A broadsword is a type of sword which has been designed for slashing and cutting, rather than thrusting. The basic form of a broadsword has been used in warfare for hundreds of years, although the swords are not widely manufactured in the modern day. This is primarily because swords are used for sport fencing, rather than battle. As a weapon, a broadsword requires a great deal of strength, since the blade can be extremely heavy, and it is typically wielded in a two handed grip.
Several characteristics can be used to distinguish a broadsword from another type of sword. The blade is flattened, rather than being made in an evenly rounded shape, as many modern fencing swords are. Typically, one or more grooves, called fullers, are made in the flattened sides of the blade, to lessen the weight of the blade without compromising its structure or strength. A broadsword is also double-bladed, and it narrows to a point which can be used to stab or thrust.
The construction of a broadsword is heavy because of its thickness. When using a broadsword in a fight, the goal is to kill or severely maim one's opponent. The weight of the heavy blade helps to drive the sword into a cutting blow when it is being handled by an experienced and strong warrior. When warriors were being trained, they graduated to broadswords after using several smaller, lighter blades so that they could learn technique and footwork before conditioning with the much heavier blade.
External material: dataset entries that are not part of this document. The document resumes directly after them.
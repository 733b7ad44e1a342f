//! Render Passes
//!
//! Each pass owns its pipelines (cached per target format), bind group
//! layouts, and uniform buffers, and records into a render pass the frame
//! orchestrator opens. Pass order within a frame: skybox first, then
//! opaque geometry.

pub mod opaque;
pub mod skybox;

pub use opaque::OpaquePass;
pub use skybox::SkyboxPass;
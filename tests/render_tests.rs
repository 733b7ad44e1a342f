//! Render Layer Tests
//!
//! GPU-free coverage for:
//! - Mip chain arithmetic and texture description validation
//! - IblPlan: dispatch shape, roughness schedule, determinism
//! - EnvironmentSlot staleness transitions
//! - GpuModel construction rules and initial draw state
//! - Camera reverse-Z projection properties

use std::sync::Arc;

use glam::{Vec2, Vec3, Vec4};

use cinder::gfx::{TextureDesc, TextureUsage, full_mip_chain_count, is_storage_compatible};
use cinder::render::{
    BRDF_LUT_FORMAT, Camera, DrawState, EnvironmentSettings, EnvironmentSlot, GpuModel, IblPlan,
    VERTEX_STRIDE, WORKGROUP_SIZE, workgroups_for,
};
use cinder::resources::{Image, Material, Mesh, Resource};

fn triangle_mesh() -> Mesh {
    Mesh::new(
        vec![Vec3::ZERO, Vec3::X, Vec3::Y],
        vec![Vec3::Z; 3],
        vec![Vec2::ZERO; 3],
        vec![0, 1, 2],
    )
    .unwrap()
}

// ============================================================================
// Mip Chain Arithmetic
// ============================================================================

#[test]
fn full_mip_chain_for_1024_is_11() {
    assert_eq!(full_mip_chain_count(1024, 1024), 11);
}

#[test]
fn full_mip_chain_uses_largest_axis() {
    assert_eq!(full_mip_chain_count(512, 64), 10);
    assert_eq!(full_mip_chain_count(1, 1), 1);
    assert_eq!(full_mip_chain_count(3, 3), 2);
}

#[test]
fn workgroups_cover_every_texel() {
    assert_eq!(workgroups_for(1024), 1024 / WORKGROUP_SIZE);
    assert_eq!(workgroups_for(8), 1);
    assert_eq!(workgroups_for(9), 2);
    // Coarse mips below one workgroup still get a dispatch.
    assert_eq!(workgroups_for(1), 1);
}

// ============================================================================
// TextureDesc Validation
// ============================================================================

#[test]
fn texture_desc_resolves_auto_mips() {
    let desc = TextureDesc::new_cube("t", 1024, wgpu::TextureFormat::Rgba16Float).with_auto_mips();
    assert_eq!(desc.resolved_mip_count(), 11);
}

#[test]
fn texture_desc_rejects_zero_extent() {
    let desc = TextureDesc::new_2d("t", 0, 4, wgpu::TextureFormat::Rgba8Unorm);
    assert!(desc.validate().is_err());
}

#[test]
fn texture_desc_rejects_non_square_cube() {
    let mut desc = TextureDesc::new_cube("t", 64, wgpu::TextureFormat::Rgba16Float);
    desc.height = 32;
    assert!(desc.validate().is_err());
}

#[test]
fn texture_desc_rejects_odd_layer_counts() {
    let mut desc = TextureDesc::new_2d("t", 4, 4, wgpu::TextureFormat::Rgba8Unorm);
    desc.array_layers = 3;
    assert!(desc.validate().is_err());
}

#[test]
fn storage_usage_requires_storage_format() {
    let desc = TextureDesc::new_2d("t", 4, 4, wgpu::TextureFormat::Rg16Float)
        .with_usage(TextureUsage::UNORDERED_ACCESS);
    assert!(desc.validate().is_err());

    // The two-channel 32-bit group is behind optional format features.
    let desc = TextureDesc::new_2d("t", 4, 4, wgpu::TextureFormat::Rg32Float)
        .with_usage(TextureUsage::UNORDERED_ACCESS);
    assert!(desc.validate().is_err());

    let desc = TextureDesc::new_2d("t", 4, 4, wgpu::TextureFormat::Rgba16Float)
        .with_usage(TextureUsage::UNORDERED_ACCESS);
    assert!(desc.validate().is_ok());
}

#[test]
fn texture_desc_rejects_excess_mip_levels() {
    let desc = TextureDesc::new_2d("t", 16, 16, wgpu::TextureFormat::Rgba8Unorm).with_mip_count(6);
    assert!(desc.validate().is_err());
}

#[test]
fn brdf_lut_format_is_storage_compatible() {
    assert!(is_storage_compatible(BRDF_LUT_FORMAT));
}

// ============================================================================
// IblPlan Tests
// ============================================================================

#[test]
fn default_settings_match_the_classic_sizes() {
    let settings = EnvironmentSettings::default();
    assert_eq!(settings.cubemap_size, 1024);
    assert_eq!(settings.irradiance_size, 32);
    assert_eq!(settings.brdf_lut_size, 256);
}

#[test]
fn plan_has_full_specular_chain() {
    let plan = IblPlan::new(&EnvironmentSettings::default());
    assert_eq!(plan.specular_mip_count, 11);
    // Mip 0 is copied, not dispatched.
    assert_eq!(plan.prefilter.len(), 10);
    assert_eq!(plan.prefilter[0].mip, 1);
    assert_eq!(plan.prefilter.last().unwrap().mip, 10);
}

#[test]
fn plan_roughness_is_linear_in_mip() {
    let plan = IblPlan::new(&EnvironmentSettings::default());
    let levels = plan.specular_mip_count;
    for dispatch in &plan.prefilter {
        let expected = dispatch.mip as f32 / (levels - 1) as f32;
        assert!((dispatch.roughness - expected).abs() < 1e-6);
    }
    assert!((plan.prefilter.last().unwrap().roughness - 1.0).abs() < 1e-6);
}

#[test]
fn plan_mip_sizes_halve_down_to_one() {
    let plan = IblPlan::new(&EnvironmentSettings::default());
    for dispatch in &plan.prefilter {
        assert_eq!(dispatch.size, (1024u32 >> dispatch.mip).max(1));
    }
    assert_eq!(plan.prefilter.last().unwrap().size, 1);
}

#[test]
fn plan_dispatches_cover_all_six_faces() {
    let plan = IblPlan::new(&EnvironmentSettings::default());
    assert_eq!(plan.equirect_workgroups, [128, 128, 6]);
    assert_eq!(plan.irradiance_workgroups, [4, 4, 6]);
    assert_eq!(plan.brdf_workgroups, [32, 32, 1]);
    for dispatch in &plan.prefilter {
        assert_eq!(dispatch.workgroups[2], 6);
        assert_eq!(dispatch.workgroups[0], workgroups_for(dispatch.size));
    }
}

#[test]
fn plan_is_deterministic() {
    let settings = EnvironmentSettings::default();
    assert_eq!(IblPlan::new(&settings), IblPlan::new(&settings));
}

#[test]
fn plan_scales_with_settings() {
    let settings = EnvironmentSettings {
        cubemap_size: 256,
        irradiance_size: 16,
        brdf_lut_size: 64,
        ..EnvironmentSettings::default()
    };
    let plan = IblPlan::new(&settings);
    assert_eq!(plan.specular_mip_count, 9);
    assert_eq!(plan.prefilter.len(), 8);
    assert_eq!(plan.equirect_workgroups, [32, 32, 6]);
}

// ============================================================================
// EnvironmentSlot Tests
// ============================================================================

#[test]
fn empty_slot_is_not_stale() {
    let slot = EnvironmentSlot::default();
    assert!(!slot.is_stale());
    assert!(slot.committed().is_none());
}

#[test]
fn setting_a_source_marks_the_slot_stale() {
    let mut slot = EnvironmentSlot::default();
    slot.set_source(Arc::new(Resource::image(
        "env.hdr",
        Image::solid_color([0, 0, 0, 255]),
    )));
    assert!(slot.is_stale());
}

// ============================================================================
// GpuModel Tests
// ============================================================================

#[test]
fn new_model_starts_uninitialized() {
    let mesh = Arc::new(Resource::mesh("tri", triangle_mesh()));
    let material = Arc::new(Resource::material("mat", Material::new("mat")));
    let model = GpuModel::new(mesh, material).unwrap();
    assert_eq!(model.state(), DrawState::Uninitialized);
    assert_eq!(model.index_count(), 0);
}

#[test]
fn model_rejects_swapped_resource_kinds() {
    let mesh = Arc::new(Resource::mesh("tri", triangle_mesh()));
    let material = Arc::new(Resource::material("mat", Material::new("mat")));
    assert!(GpuModel::new(material.clone(), mesh.clone()).is_err());
    assert!(GpuModel::new(mesh.clone(), mesh).is_err());
}

#[test]
fn vertex_stride_matches_interleaved_layout() {
    // position (12) + normal (12) + uv (8)
    assert_eq!(VERTEX_STRIDE, 32);
}

// ============================================================================
// Camera Tests
// ============================================================================

#[test]
fn camera_projection_is_reverse_z() {
    let camera = Camera::perspective(
        Vec3::new(0.0, 0.0, 5.0),
        Vec3::ZERO,
        std::f32::consts::FRAC_PI_3,
        16.0 / 9.0,
        0.1,
    );
    // A point on the near plane projects to depth 1, distant points to ~0.
    let near = camera.proj * Vec4::new(0.0, 0.0, -0.1, 1.0);
    assert!((near.z / near.w - 1.0).abs() < 1e-4);
    let far = camera.proj * Vec4::new(0.0, 0.0, -10_000.0, 1.0);
    assert!(far.z / far.w < 1e-3);
}

#[test]
fn camera_composes_view_then_projection() {
    let camera = Camera::perspective(
        Vec3::new(0.0, 0.0, 5.0),
        Vec3::ZERO,
        std::f32::consts::FRAC_PI_3,
        1.0,
        0.1,
    );
    assert_eq!(camera.view_proj(), camera.proj * camera.view);
    assert_eq!(camera.position(), Vec3::new(0.0, 0.0, 5.0));
}
//! Rendering Layer
//!
//! Frame orchestration, draw submission, and the environment precompute
//! pipeline, layered on the `gfx` device abstraction.

pub mod environment;
pub mod frame;
pub mod ibl;
pub mod mipmap;
pub mod model;
pub mod passes;

pub use environment::{
    BRDF_LUT_FORMAT, Environment, EnvironmentSettings, EnvironmentSlot, IblPlan,
    PrefilterDispatch, WORKGROUP_SIZE, workgroups_for,
};
pub use frame::{Camera, FrameContext, Renderer};
pub use ibl::IblPipeline;
pub use mipmap::MipmapGenerator;
pub use model::{DrawState, GpuModel, VERTEX_STRIDE, Vertex, vertex_layout};
pub use passes::{OpaquePass, SkyboxPass};
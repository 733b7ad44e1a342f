//! Graphics Device Abstraction
//!
//! Owns the physical device, swapchain, and the typed resource-creation API
//! (textures, buffers, samplers, shaders) used by every other subsystem.

pub mod buffer;
pub mod context;
pub mod shader;
pub mod states;
pub mod texture;

pub use buffer::{BufferDesc, BufferKind, BufferMode, GpuBuffer};
pub use context::{ContextSettings, GpuContext};
pub use shader::{ShaderLibrary, ShaderStage};
pub use states::{SamplerDesc, StateCache};
pub use texture::{GpuTexture, TextureDesc, TextureUsage, full_mip_chain_count, is_storage_compatible};
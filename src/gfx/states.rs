//! Immutable Pipeline State Objects
//!
//! Samplers are keyed by a small fixed configuration, created once, and
//! shared read-only across every draw and compute pass. They are never
//! mutated after creation, so no locking is needed on the read path.

use parking_lot::Mutex;
use rustc_hash::FxHashMap;
use std::sync::Arc;

/// Sampler configuration key.
#[derive(Debug, Clone, Copy, PartialEq, Eq, Hash)]
pub struct SamplerDesc {
    pub mag_filter: wgpu::FilterMode,
    pub min_filter: wgpu::FilterMode,
    pub mipmap_filter: wgpu::MipmapFilterMode,
    pub address_mode: wgpu::AddressMode,
    pub compare: Option<wgpu::CompareFunction>,
}

impl Default for SamplerDesc {
    fn default() -> Self {
        Self {
            mag_filter: wgpu::FilterMode::Linear,
            min_filter: wgpu::FilterMode::Linear,
            mipmap_filter: wgpu::MipmapFilterMode::Linear,
            address_mode: wgpu::AddressMode::Repeat,
            compare: None,
        }
    }
}

impl SamplerDesc {
    /// Linear filtering with clamped addressing, the cubemap default.
    #[must_use]
    pub fn linear_clamp() -> Self {
        Self {
            address_mode: wgpu::AddressMode::ClampToEdge,
            ..Self::default()
        }
    }
}

/// Cache of immutable sampler state objects.
pub struct StateCache {
    samplers: Mutex<FxHashMap<SamplerDesc, Arc<wgpu::Sampler>>>,
}

impl StateCache {
    #[must_use]
    pub fn new(device: &wgpu::Device) -> Self {
        let cache = Self {
            samplers: Mutex::new(FxHashMap::default()),
        };
        // Pre-warm the two samplers every frame uses.
        cache.sampler(device, &SamplerDesc::default());
        cache.sampler(device, &SamplerDesc::linear_clamp());
        cache
    }

    /// Returns the sampler for `desc`, creating it on first use.
    pub fn sampler(&self, device: &wgpu::Device, desc: &SamplerDesc) -> Arc<wgpu::Sampler> {
        let mut samplers = self.samplers.lock();
        if let Some(sampler) = samplers.get(desc) {
            return sampler.clone();
        }
        let sampler = Arc::new(device.create_sampler(&wgpu::SamplerDescriptor {
            label: Some("Cached Sampler"),
            address_mode_u: desc.address_mode,
            address_mode_v: desc.address_mode,
            address_mode_w: desc.address_mode,
            mag_filter: desc.mag_filter,
            min_filter: desc.min_filter,
            mipmap_filter: desc.mipmap_filter,
            compare: desc.compare,
            ..Default::default()
        }));
        samplers.insert(*desc, sampler.clone());
        sampler
    }
}
//! Frame Orchestration
//!
//! [`Renderer`] owns the pass objects and the environment slot, and walks
//! one frame end to end: marshal finished background loads, rebuild the
//! environment if its source changed, acquire the swapchain image, record
//! skybox then opaque draws into a single pass, submit, present.
//!
//! Everything a frame touches arrives through [`FrameContext`] — the
//! renderer holds no global state and can be driven from any loop that
//! owns the context.

use std::sync::Arc;

use glam::{Mat4, Vec3};

use crate::errors::{CinderError, Result};
use crate::gfx::{GpuContext, ShaderLibrary};
use crate::render::environment::{EnvironmentSettings, EnvironmentSlot};
use crate::render::ibl::IblPipeline;
use crate::render::model::GpuModel;
use crate::render::passes::{OpaquePass, SkyboxPass};
use crate::resources::{Resource, ResourceCache};

/// View and projection state for one frame.
///
/// Projections are reverse-Z: the depth buffer clears to 0 and nearer
/// fragments are greater. [`Camera::perspective`] builds a matching
/// infinite projection.
#[derive(Debug, Clone, Copy)]
pub struct Camera {
    pub view: Mat4,
    pub proj: Mat4,
    pub position: Vec3,
}

impl Camera {
    /// Looking from `eye` toward `target`, with a reverse-Z infinite
    /// perspective projection.
    #[must_use]
    pub fn perspective(eye: Vec3, target: Vec3, fov_y: f32, aspect: f32, near: f32) -> Self {
        Self {
            view: Mat4::look_at_rh(eye, target, Vec3::Y),
            proj: Mat4::perspective_infinite_reverse_rh(fov_y, aspect, near),
            position: eye,
        }
    }

    #[must_use]
    pub fn view_proj(&self) -> Mat4 {
        self.proj * self.view
    }

    #[must_use]
    pub fn position(&self) -> Vec3 {
        self.position
    }
}

/// Everything one frame reads and writes, passed explicitly.
pub struct FrameContext<'a> {
    pub ctx: &'a GpuContext,
    pub camera: &'a Camera,
    pub models: &'a mut [GpuModel],
    pub cache: &'a ResourceCache,
}

/// Owns the passes, the IBL pipeline, and the active environment.
pub struct Renderer {
    ibl: IblPipeline,
    skybox: SkyboxPass,
    opaque: OpaquePass,
    environment: EnvironmentSlot,
}

impl Renderer {
    /// Compiles every pass up front; a shader failure here is fatal.
    pub fn new(ctx: &GpuContext, settings: EnvironmentSettings) -> Result<Self> {
        let shaders = ShaderLibrary::new();
        Ok(Self {
            ibl: IblPipeline::new(ctx, &shaders, settings)?,
            skybox: SkyboxPass::new(ctx, &shaders)?,
            opaque: OpaquePass::new(ctx, &shaders)?,
            environment: EnvironmentSlot::default(),
        })
    }

    /// Sets (or replaces) the environment source image. The rebuild happens
    /// at the start of the next frame.
    pub fn set_environment_source(&mut self, source: Arc<Resource>) {
        self.environment.set_source(source);
    }

    #[must_use]
    pub fn environment(&self) -> &EnvironmentSlot {
        &self.environment
    }

    /// Skybox appearance controls (rotation in radians, radiance multiplier).
    pub fn skybox_mut(&mut self) -> &mut SkyboxPass {
        &mut self.skybox
    }

    #[must_use]
    pub fn ibl(&self) -> &IblPipeline {
        &self.ibl
    }

    /// Rebuilds the environment when the source changed. A failed rebuild
    /// keeps the previous committed environment and logs the error.
    fn refresh_environment(&mut self, ctx: &GpuContext) {
        if !self.environment.is_stale() {
            return;
        }
        let Some(image) = self.environment.source().and_then(|s| s.as_image()) else {
            log::error!("[render] environment source is not an image resource");
            return;
        };
        match self.ibl.run(ctx, image) {
            Ok(environment) => self.environment.commit(environment),
            Err(e) => log::error!("[render] environment rebuild failed, keeping previous: {e}"),
        }
    }

    /// Renders one frame. Headless contexts run the environment refresh and
    /// background-load marshaling but record no draws.
    pub fn render_frame(&mut self, frame: FrameContext<'_>) -> Result<()> {
        let ctx = frame.ctx;

        frame.cache.drain_loaded();
        self.refresh_environment(ctx);

        let Some(surface) = &ctx.surface else {
            return Ok(());
        };
        let surface_texture = match surface.get_current_texture() {
            wgpu::CurrentSurfaceTexture::Success(t)
            | wgpu::CurrentSurfaceTexture::Suboptimal(t) => t,
            wgpu::CurrentSurfaceTexture::Outdated | wgpu::CurrentSurfaceTexture::Lost => {
                // The host resizes via GpuContext::resize; skip this frame.
                log::warn!("[render] surface outdated, skipping frame");
                return Ok(());
            }
            e => return Err(CinderError::SurfaceConfigFailed(format!("{e:?}"))),
        };
        let color_view = surface_texture
            .texture
            .create_view(&wgpu::TextureViewDescriptor::default());

        for model in frame.models.iter_mut() {
            model.begin_frame();
        }

        let mut encoder = ctx
            .device
            .create_command_encoder(&wgpu::CommandEncoderDescriptor {
                label: Some("Frame Encoder"),
            });

        {
            let mut rpass = encoder.begin_render_pass(&wgpu::RenderPassDescriptor {
                label: Some("Main Pass"),
                color_attachments: &[Some(wgpu::RenderPassColorAttachment {
                    view: &color_view,
                    resolve_target: None,
                    ops: wgpu::Operations {
                        load: wgpu::LoadOp::Clear(ctx.clear_color),
                        store: wgpu::StoreOp::Store,
                    },
                    depth_slice: None,
                })],
                depth_stencil_attachment: Some(wgpu::RenderPassDepthStencilAttachment {
                    view: &ctx.depth_view,
                    depth_ops: Some(wgpu::Operations {
                        // Reverse-Z far plane
                        load: wgpu::LoadOp::Clear(0.0),
                        store: wgpu::StoreOp::Store,
                    }),
                    stencil_ops: None,
                }),
                timestamp_writes: None,
                occlusion_query_set: None,
                multiview_mask: None,
            });

            if let Some(environment) = self.environment.committed() {
                self.skybox.record(ctx, &mut rpass, environment, frame.camera)?;
                self.opaque
                    .record(ctx, &mut rpass, environment, frame.camera, &mut *frame.models)?;
            } else {
                log::debug!("[render] no committed environment, clearing only");
            }
        }

        ctx.queue.submit(std::iter::once(encoder.finish()));
        surface_texture.present();

        // Keeps the pass caches bounded as scene content churns.
        self.opaque.end_frame(frame.models);
        Ok(())
    }
}
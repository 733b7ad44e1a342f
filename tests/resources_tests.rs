//! Resource Layer Tests
//!
//! Tests for:
//! - Mesh: attribute alignment validation, index range checks, index width selection
//! - Image: payload size validation, solid-color fallback
//! - Material: slot assignment, dirty mask accumulation and take semantics
//! - ResourceCache: name deduplication, weak-reference lifetime, purge
//! - Background loading: worker decode marshaled through drain_loaded

use std::sync::Arc;
use std::time::{Duration, Instant};

use glam::{Vec2, Vec3};

use cinder::resources::{
    Image, IndexKind, MAX_U16_VERTEX_COUNT, Material, MaterialDirty, Mesh, Resource,
    ResourceCache, TextureSlot,
};

fn quad_mesh() -> Mesh {
    Mesh::new(
        vec![
            Vec3::new(-1.0, -1.0, 0.0),
            Vec3::new(1.0, -1.0, 0.0),
            Vec3::new(1.0, 1.0, 0.0),
            Vec3::new(-1.0, 1.0, 0.0),
        ],
        vec![Vec3::Z; 4],
        vec![
            Vec2::new(0.0, 0.0),
            Vec2::new(1.0, 0.0),
            Vec2::new(1.0, 1.0),
            Vec2::new(0.0, 1.0),
        ],
        vec![0, 1, 2, 0, 2, 3],
    )
    .unwrap()
}

fn checker_image() -> Image {
    Image::new(2, 2, 1, wgpu::TextureFormat::Rgba8Unorm, vec![0u8; 16]).unwrap()
}

// ============================================================================
// Mesh Tests
// ============================================================================

#[test]
fn mesh_accepts_aligned_attributes() {
    let mesh = quad_mesh();
    assert_eq!(mesh.vertex_count(), 4);
    assert_eq!(mesh.index_count(), 6);
}

#[test]
fn mesh_rejects_empty_positions() {
    assert!(Mesh::new(vec![], vec![], vec![], vec![0]).is_err());
}

#[test]
fn mesh_rejects_empty_indices() {
    assert!(Mesh::new(vec![Vec3::ZERO], vec![], vec![], vec![]).is_err());
}

#[test]
fn mesh_rejects_misaligned_normals() {
    let result = Mesh::new(
        vec![Vec3::ZERO, Vec3::X, Vec3::Y],
        vec![Vec3::Z; 2],
        vec![],
        vec![0, 1, 2],
    );
    assert!(result.is_err());
}

#[test]
fn mesh_rejects_out_of_range_index() {
    let result = Mesh::new(
        vec![Vec3::ZERO, Vec3::X, Vec3::Y],
        vec![],
        vec![],
        vec![0, 1, 3],
    );
    assert!(result.is_err());
}

#[test]
fn mesh_allows_missing_optional_attributes() {
    let mesh = Mesh::new(
        vec![Vec3::ZERO, Vec3::X, Vec3::Y],
        vec![],
        vec![],
        vec![0, 1, 2],
    )
    .unwrap();
    assert_eq!(mesh.normal_or_zero(1), Vec3::ZERO);
    assert_eq!(mesh.uv_or_zero(2), Vec2::ZERO);
}

#[test]
fn index_kind_is_u16_at_the_boundary() {
    assert_eq!(IndexKind::for_vertex_count(4), IndexKind::U16);
    assert_eq!(
        IndexKind::for_vertex_count(MAX_U16_VERTEX_COUNT),
        IndexKind::U16
    );
}

#[test]
fn index_kind_is_u32_past_the_boundary() {
    assert_eq!(
        IndexKind::for_vertex_count(MAX_U16_VERTEX_COUNT + 1),
        IndexKind::U32
    );
    assert_eq!(IndexKind::for_vertex_count(70_000), IndexKind::U32);
}

#[test]
fn large_mesh_selects_wide_indices() {
    let count = 70_000;
    let positions: Vec<Vec3> = (0..count).map(|i| Vec3::splat(i as f32)).collect();
    let indices: Vec<u32> = (0..count as u32).collect();
    let mesh = Mesh::new(positions, vec![], vec![], indices).unwrap();

    assert_eq!(mesh.index_kind(), IndexKind::U32);
    // 4 bytes per index once past the 16-bit range
    assert_eq!(
        mesh.index_kind().byte_size() * mesh.index_count() as u64,
        4 * count as u64
    );
}

// ============================================================================
// Image Tests
// ============================================================================

#[test]
fn image_validates_payload_size() {
    assert!(Image::new(2, 2, 1, wgpu::TextureFormat::Rgba8Unorm, vec![0u8; 16]).is_ok());
    assert!(Image::new(2, 2, 1, wgpu::TextureFormat::Rgba8Unorm, vec![0u8; 15]).is_err());
    assert!(Image::new(2, 2, 6, wgpu::TextureFormat::Rgba8Unorm, vec![0u8; 16]).is_err());
}

#[test]
fn solid_color_is_one_pixel() {
    let image = Image::solid_color([255, 0, 255, 255]);
    assert_eq!((image.width, image.height, image.layers), (1, 1, 1));
    assert_eq!(image.data, vec![255, 0, 255, 255]);
}

// ============================================================================
// Material Tests
// ============================================================================

#[test]
fn new_material_is_fully_dirty() {
    let material = Material::new("test");
    assert_eq!(material.dirty(), MaterialDirty::all());
}

#[test]
fn take_dirty_clears_the_mask() {
    let mut material = Material::new("test");
    assert_eq!(material.take_dirty(), MaterialDirty::all());
    assert!(material.dirty().is_empty());
}

#[test]
fn set_texture_marks_only_its_slot() {
    let mut material = Material::new("test");
    material.take_dirty();

    let image = Arc::new(Resource::image("albedo.png", checker_image()));
    material.set_texture(TextureSlot::Albedo, image).unwrap();
    assert_eq!(material.dirty(), MaterialDirty::ALBEDO);
}

#[test]
fn set_texture_rejects_non_image_resources() {
    let mut material = Material::new("test");
    let mesh = Arc::new(Resource::mesh("quad", quad_mesh()));
    assert!(material.set_texture(TextureSlot::Albedo, mesh).is_err());
}

#[test]
fn set_scalar_marks_scalars() {
    let mut material = Material::new("test");
    material.take_dirty();
    material.set_scalar(TextureSlot::Roughness, 0.5);
    assert_eq!(material.dirty(), MaterialDirty::SCALARS);
    assert!((material.scalar(TextureSlot::Roughness) - 0.5).abs() < 1e-6);
}

#[test]
fn clear_texture_on_empty_slot_stays_clean() {
    let mut material = Material::new("test");
    material.take_dirty();
    material.clear_texture(TextureSlot::Normal);
    assert!(material.dirty().is_empty());
}

#[test]
fn default_scalars_are_one() {
    let material = Material::new("test");
    for slot in TextureSlot::ALL {
        assert!((material.scalar(slot) - 1.0).abs() < 1e-6);
    }
}

// ============================================================================
// ResourceCache Tests
// ============================================================================

#[test]
fn cache_returns_existing_entry_for_same_name() {
    let cache = ResourceCache::new();
    let first = cache.cache_image("tex.png", checker_image());
    let second = cache.cache_image("tex.png", checker_image());
    assert_eq!(first.uuid, second.uuid);
    assert_eq!(cache.live_count(), 1);
}

#[test]
fn cache_distinguishes_names() {
    let cache = ResourceCache::new();
    let a = cache.cache_image("a.png", checker_image());
    let b = cache.cache_image("b.png", checker_image());
    assert_ne!(a.uuid, b.uuid);
    assert_eq!(cache.live_count(), 2);
}

#[test]
fn dropping_all_holders_removes_the_entry() {
    let cache = ResourceCache::new();
    let resource = cache.cache_image("tex.png", checker_image());
    assert!(cache.get("tex.png").is_some());

    drop(resource);
    assert!(cache.get("tex.png").is_none());
    assert_eq!(cache.live_count(), 0);
}

#[test]
fn recache_after_release_creates_a_fresh_entry() {
    let cache = ResourceCache::new();
    let first_uuid = cache.cache_image("tex.png", checker_image()).uuid;
    // First Arc dropped at the end of the statement above.
    let second = cache.cache_image("tex.png", checker_image());
    assert_ne!(first_uuid, second.uuid);
}

#[test]
fn typed_getters_filter_by_kind() {
    let cache = ResourceCache::new();
    let _img = cache.cache_image("thing", checker_image());
    assert!(cache.get_image("thing").is_some());
    assert!(cache.get_mesh("thing").is_none());
    assert!(cache.get_material("thing").is_none());
}

#[test]
fn purge_drops_dead_bookkeeping() {
    let cache = ResourceCache::new();
    {
        let _r = cache.cache_image("tex.png", checker_image());
    }
    cache.purge();
    assert_eq!(cache.live_count(), 0);
}

// ============================================================================
// Background Loading Tests
// ============================================================================

fn drain_until(cache: &ResourceCache, expected: usize) -> Vec<Arc<Resource>> {
    let deadline = Instant::now() + Duration::from_secs(5);
    let mut out = Vec::new();
    while out.len() < expected && Instant::now() < deadline {
        out.extend(cache.drain_loaded());
        std::thread::sleep(Duration::from_millis(5));
    }
    out
}

#[test]
fn background_load_appears_after_drain() {
    let cache = ResourceCache::new();
    cache.load_image_async("bg.png", || {
        Ok(Image::solid_color([1, 2, 3, 255]))
    });

    let loaded = drain_until(&cache, 1);
    assert_eq!(loaded.len(), 1);
    assert_eq!(loaded[0].name, "bg.png");
    assert!(cache.get_image("bg.png").is_some());
}

#[test]
fn failed_background_load_yields_no_entry() {
    let cache = ResourceCache::new();
    cache.load_image_async("broken.png", || Err("decode failed".to_string()));

    // Give the worker time to finish, then drain.
    std::thread::sleep(Duration::from_millis(100));
    let loaded = cache.drain_loaded();
    assert!(loaded.is_empty());
    assert!(cache.get("broken.png").is_none());
}

#[test]
fn background_load_skips_already_cached_names() {
    let cache = ResourceCache::new();
    let existing = cache.cache_image("tex.png", checker_image());
    cache.load_image_async("tex.png", || {
        panic!("decode should never run for a cached name")
    });

    std::thread::sleep(Duration::from_millis(100));
    cache.drain_loaded();
    assert_eq!(cache.get("tex.png").unwrap().uuid, existing.uuid);
}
Technically, almost any hilt style is appropriate for a broadsword, although the classic broadsword has a cross-shaped hilt which allows room for both hands, so that the warrior can put more power behind each blow. However, some swordsmiths did design broadswords with basket hilts, intended to be used with one hand only. The basket of the hilt protects the warrior's hand, so that if an opponent's blade slides down the broadsword, it will hit the basket hilt instead of flesh. However, using a broadsword one-handed requires a great deal of muscle development in that arm.
Broadswords designed for modern medieval re-enactments and jousts tend to have blunt blades, rather than sharp ones, so that people do not injure each other. In most sword fighting competitions, lightweight blades such as rapiers, epees, and foils designed specifically for fencing are used, rather than the potentially highly dangerous broadsword. Most museums retain several examples of broadswords from various parts of Europe and Asia for visitors to examine, if they are interested in seeing what a real broadsword looks like.